**Task requirements**.
Return each line of the data below unchanged, please.

**Source material**.
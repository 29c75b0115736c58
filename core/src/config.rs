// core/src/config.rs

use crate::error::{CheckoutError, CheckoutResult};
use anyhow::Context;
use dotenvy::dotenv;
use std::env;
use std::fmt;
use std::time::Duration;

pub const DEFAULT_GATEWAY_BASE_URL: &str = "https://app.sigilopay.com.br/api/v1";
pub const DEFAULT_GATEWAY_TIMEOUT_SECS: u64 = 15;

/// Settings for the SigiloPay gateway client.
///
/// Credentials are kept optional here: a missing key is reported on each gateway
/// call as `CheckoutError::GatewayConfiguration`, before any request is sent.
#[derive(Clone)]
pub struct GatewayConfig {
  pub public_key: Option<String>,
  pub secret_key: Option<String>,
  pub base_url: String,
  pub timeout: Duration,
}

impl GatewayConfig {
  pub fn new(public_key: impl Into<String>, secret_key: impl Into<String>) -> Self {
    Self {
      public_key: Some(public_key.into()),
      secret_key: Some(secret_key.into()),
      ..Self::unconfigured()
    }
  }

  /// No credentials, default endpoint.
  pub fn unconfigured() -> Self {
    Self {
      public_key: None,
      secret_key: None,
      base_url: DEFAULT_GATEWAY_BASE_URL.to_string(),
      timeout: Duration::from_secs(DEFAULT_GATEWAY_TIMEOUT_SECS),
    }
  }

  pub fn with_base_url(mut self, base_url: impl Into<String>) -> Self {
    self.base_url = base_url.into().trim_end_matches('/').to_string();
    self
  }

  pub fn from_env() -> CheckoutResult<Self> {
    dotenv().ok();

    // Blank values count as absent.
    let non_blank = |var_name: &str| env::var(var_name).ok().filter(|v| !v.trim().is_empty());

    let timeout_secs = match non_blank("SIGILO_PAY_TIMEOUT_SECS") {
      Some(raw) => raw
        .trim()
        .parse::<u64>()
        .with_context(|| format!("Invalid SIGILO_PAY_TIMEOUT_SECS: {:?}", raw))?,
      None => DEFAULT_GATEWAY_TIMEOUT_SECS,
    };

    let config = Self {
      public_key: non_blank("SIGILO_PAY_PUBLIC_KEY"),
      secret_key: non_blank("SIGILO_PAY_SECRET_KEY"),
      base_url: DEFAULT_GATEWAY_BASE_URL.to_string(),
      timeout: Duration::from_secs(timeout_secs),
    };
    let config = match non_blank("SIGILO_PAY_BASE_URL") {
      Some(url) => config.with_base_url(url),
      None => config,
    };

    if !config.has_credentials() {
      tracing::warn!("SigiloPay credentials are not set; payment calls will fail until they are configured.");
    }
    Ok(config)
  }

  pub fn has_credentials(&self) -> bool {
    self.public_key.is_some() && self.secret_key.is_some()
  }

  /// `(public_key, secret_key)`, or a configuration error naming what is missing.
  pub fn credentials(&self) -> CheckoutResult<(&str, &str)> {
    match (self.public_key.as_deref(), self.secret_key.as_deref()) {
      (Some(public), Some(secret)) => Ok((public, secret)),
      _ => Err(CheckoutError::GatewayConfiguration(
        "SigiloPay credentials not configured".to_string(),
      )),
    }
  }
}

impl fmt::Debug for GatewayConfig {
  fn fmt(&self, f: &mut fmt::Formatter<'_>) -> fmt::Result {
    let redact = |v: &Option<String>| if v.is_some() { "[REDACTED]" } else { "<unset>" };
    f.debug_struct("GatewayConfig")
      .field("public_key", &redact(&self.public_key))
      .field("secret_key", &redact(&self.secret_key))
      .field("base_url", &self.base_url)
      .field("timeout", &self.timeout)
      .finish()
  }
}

**Result of the exercise**.
repository 29c75b0115736c58
filename core/src/config.rs
// core/src/config.rs

use crate::error::{CheckoutError, CheckoutResult};
use anyhow::Context;
use dotenvy::dotenv;
use std::env;
use std::fmt;
use std::time::Duration;

pub const DEFAULT_GATEWAY_BASE_URL: &str = "https://app.sigilopay.com.br/api/v1";
pub const DEFAULT_GATEWAY_TIMEOUT_SECS: u64 = 15;

/// Settings for the SigiloPay gateway client.
///
/// Credentials are kept optional here: a missing key is reported on each gateway
/// call as `CheckoutError::GatewayConfiguration`, before any request is sent.
#[derive(Clone)]
pub struct GatewayConfig {
  pub public_key: Option<String>,
  pub secret_key: Option<String>,
  pub base_url: String,
  pub timeout: Duration,
}

impl GatewayConfig {
  pub fn new(public_key: impl Into<String>, secret_key: impl Into<String>) -> Self {
    Self {
      public_key: Some(public_key.into()),
      secret_key: Some(secret_key.into()),
      ..Self::unconfigured()
    }
  }

  /// No credentials, default endpoint.
  pub fn unconfigured() -> Self {
    Self {
      public_key: None,
      secret_key: None,
      base_url: DEFAULT_GATEWAY_BASE_URL.to_string(),
      timeout: Duration::from_secs(DEFAULT_GATEWAY_TIMEOUT_SECS),
    }
  }

  pub fn with_base_url(mut self, base_url: impl Into<String>) -> Self {
    self.base_url = base_url.into().trim_end_matches('/').to_string();
    self
  }

  pub fn from_env() -> CheckoutResult<Self> {
    dotenv().ok();

    // Blank values count as absent.
    let non_blank = |var_name: &str| env::var(var_name).ok().filter(|v| !v.trim().is_empty());

    let timeout_secs = match non_blank("SIGILO_PAY_TIMEOUT_SECS") {
      Some(raw) => raw
        .trim()
        .parse::<u64>()
        .with_context(|| format!("Invalid SIGILO_PAY_TIMEOUT_SECS: {:?}", raw))?,
      None => DEFAULT_GATEWAY_TIMEOUT_SECS,
    };

    let config = Self {
      public_key: non_blank("SIGILO_PAY_PUBLIC_KEY"),
      secret_key: non_blank("SIGILO_PAY_SECRET_KEY"),
      base_url: DEFAULT_GATEWAY_BASE_URL.to_string(),
      timeout: Duration::from_secs(timeout_secs),
    };
    let config = match non_blank("SIGILO_PAY_BASE_URL") {
      Some(url) => config.with_base_url(url),
      None => config,
    };

    if !config.has_credentials() {
      tracing::warn!("SigiloPay credentials are not set; payment calls will fail until they are configured.");
    }
    Ok(config)
  }

  pub fn has_credentials(&self) -> bool {
    self.public_key.is_some() && self.secret_key.is_some()
  }

  /// `(public_key, secret_key)`, or a configuration error naming what is missing.
  pub fn credentials(&self) -> CheckoutResult<(&str, &str)> {
    match (self.public_key.as_deref(), self.secret_key.as_deref()) {
      (Some(public), Some(secret)) => Ok((public, secret)),
      _ => Err(CheckoutError::GatewayConfiguration(
        "SigiloPay credentials not configured".to_string(),
      )),
    }
  }
}

impl fmt::Debug for GatewayConfig {
  fn fmt(&self, f: &mut fmt::Formatter<'_>) -> fmt::Result {
    let redact = |v: &Option<String>| if v.is_some() { "[REDACTED]" } else { "<unset>" };
    f.debug_struct("GatewayConfig")
      .field("public_key", &redact(&self.public_key))
      .field("secret_key", &redact(&self.secret_key))
      .field("base_url", &self.base_url)
      .field("timeout", &self.timeout)
      .finish()
  }
}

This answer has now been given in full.